Source material |
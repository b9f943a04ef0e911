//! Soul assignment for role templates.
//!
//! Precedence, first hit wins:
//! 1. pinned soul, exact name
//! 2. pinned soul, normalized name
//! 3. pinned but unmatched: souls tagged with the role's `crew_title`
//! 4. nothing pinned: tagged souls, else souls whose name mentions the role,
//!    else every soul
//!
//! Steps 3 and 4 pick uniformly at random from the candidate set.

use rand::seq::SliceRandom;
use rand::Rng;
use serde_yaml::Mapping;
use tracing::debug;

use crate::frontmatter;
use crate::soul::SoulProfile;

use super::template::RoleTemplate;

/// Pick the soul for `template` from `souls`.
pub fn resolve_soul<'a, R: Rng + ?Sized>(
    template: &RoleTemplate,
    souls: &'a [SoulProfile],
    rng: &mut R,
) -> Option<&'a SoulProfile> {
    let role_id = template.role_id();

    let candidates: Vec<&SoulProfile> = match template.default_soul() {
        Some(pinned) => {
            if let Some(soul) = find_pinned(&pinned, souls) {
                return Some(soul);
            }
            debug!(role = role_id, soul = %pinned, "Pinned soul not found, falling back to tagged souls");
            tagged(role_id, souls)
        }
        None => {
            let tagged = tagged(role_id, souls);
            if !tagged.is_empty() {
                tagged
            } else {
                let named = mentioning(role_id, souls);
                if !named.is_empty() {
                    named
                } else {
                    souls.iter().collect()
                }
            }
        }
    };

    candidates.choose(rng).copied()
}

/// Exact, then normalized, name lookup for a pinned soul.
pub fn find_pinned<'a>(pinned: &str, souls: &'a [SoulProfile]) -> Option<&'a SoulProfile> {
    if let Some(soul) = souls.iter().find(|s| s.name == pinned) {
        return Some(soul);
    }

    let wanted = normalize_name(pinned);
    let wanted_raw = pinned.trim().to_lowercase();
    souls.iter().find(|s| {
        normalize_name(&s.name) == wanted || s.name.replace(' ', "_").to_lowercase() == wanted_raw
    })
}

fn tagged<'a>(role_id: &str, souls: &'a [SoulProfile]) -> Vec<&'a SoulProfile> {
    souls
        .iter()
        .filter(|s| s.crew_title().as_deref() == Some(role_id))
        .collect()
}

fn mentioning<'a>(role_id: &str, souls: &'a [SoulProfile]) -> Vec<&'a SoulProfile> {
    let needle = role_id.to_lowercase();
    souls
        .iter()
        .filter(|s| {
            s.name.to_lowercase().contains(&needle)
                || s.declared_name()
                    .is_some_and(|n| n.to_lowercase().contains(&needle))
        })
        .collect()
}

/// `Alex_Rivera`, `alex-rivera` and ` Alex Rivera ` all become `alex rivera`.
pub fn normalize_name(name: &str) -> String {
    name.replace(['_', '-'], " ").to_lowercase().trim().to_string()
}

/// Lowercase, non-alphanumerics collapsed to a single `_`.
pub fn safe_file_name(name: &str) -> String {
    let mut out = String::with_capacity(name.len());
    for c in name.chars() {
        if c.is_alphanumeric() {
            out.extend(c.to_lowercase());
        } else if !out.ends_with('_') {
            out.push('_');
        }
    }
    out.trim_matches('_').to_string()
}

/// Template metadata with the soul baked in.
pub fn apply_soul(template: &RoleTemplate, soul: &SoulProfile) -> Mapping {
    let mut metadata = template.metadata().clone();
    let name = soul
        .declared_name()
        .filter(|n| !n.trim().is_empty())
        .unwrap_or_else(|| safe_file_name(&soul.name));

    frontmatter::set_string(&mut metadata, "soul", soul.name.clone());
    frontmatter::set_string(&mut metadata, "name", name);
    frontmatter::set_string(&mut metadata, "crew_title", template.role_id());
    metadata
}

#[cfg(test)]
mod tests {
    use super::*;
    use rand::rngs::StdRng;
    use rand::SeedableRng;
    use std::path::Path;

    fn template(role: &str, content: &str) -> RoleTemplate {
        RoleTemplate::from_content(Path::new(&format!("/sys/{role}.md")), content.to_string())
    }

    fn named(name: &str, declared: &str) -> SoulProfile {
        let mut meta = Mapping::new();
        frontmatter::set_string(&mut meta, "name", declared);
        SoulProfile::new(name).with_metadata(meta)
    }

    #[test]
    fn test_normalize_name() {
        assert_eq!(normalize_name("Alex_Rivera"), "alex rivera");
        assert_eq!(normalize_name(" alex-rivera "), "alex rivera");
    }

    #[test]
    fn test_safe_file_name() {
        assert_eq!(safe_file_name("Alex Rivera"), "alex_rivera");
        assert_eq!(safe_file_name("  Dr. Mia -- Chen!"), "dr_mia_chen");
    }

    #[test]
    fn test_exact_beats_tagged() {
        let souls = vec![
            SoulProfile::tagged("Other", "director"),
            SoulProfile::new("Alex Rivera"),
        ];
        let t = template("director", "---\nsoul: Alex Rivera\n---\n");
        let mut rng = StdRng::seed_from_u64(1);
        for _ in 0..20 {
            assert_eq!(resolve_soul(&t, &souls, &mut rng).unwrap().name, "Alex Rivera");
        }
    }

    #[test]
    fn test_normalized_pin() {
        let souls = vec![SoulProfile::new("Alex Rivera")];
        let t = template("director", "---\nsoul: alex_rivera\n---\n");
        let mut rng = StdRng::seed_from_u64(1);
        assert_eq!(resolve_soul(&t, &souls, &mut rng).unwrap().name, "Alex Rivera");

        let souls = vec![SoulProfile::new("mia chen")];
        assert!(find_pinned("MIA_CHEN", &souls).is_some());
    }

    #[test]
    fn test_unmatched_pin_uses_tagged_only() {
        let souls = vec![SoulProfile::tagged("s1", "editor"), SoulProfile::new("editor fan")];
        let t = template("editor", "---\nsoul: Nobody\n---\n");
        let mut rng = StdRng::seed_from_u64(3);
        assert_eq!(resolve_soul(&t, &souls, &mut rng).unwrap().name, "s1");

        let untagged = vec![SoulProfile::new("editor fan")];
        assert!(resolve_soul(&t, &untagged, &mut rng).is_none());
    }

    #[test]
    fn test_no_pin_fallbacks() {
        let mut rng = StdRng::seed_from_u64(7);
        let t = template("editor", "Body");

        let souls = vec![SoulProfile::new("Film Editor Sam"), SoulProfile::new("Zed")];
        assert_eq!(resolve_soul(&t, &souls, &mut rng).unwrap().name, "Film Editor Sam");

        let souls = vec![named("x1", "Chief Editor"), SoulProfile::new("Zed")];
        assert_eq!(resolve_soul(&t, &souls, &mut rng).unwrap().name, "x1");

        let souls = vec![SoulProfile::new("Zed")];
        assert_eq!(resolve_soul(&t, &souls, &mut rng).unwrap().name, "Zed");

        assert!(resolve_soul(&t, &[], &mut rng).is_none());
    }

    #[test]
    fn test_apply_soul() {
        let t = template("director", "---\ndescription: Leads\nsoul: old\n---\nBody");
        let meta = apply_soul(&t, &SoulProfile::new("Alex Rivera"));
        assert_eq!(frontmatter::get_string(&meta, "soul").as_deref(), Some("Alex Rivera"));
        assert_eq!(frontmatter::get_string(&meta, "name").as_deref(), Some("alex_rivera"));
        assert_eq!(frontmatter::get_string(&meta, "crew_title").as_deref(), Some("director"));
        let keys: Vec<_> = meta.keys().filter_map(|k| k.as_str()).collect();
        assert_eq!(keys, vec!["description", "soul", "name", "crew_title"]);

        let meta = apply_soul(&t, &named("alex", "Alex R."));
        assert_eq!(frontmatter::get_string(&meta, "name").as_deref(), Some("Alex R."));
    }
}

Work request | In the listing, find all lines with the string "contains" and copy them.

Task response |
            s.name.to_lowercase().contains(&needle)
                    .is_some_and(|n| n.to_lowercase().contains(&needle))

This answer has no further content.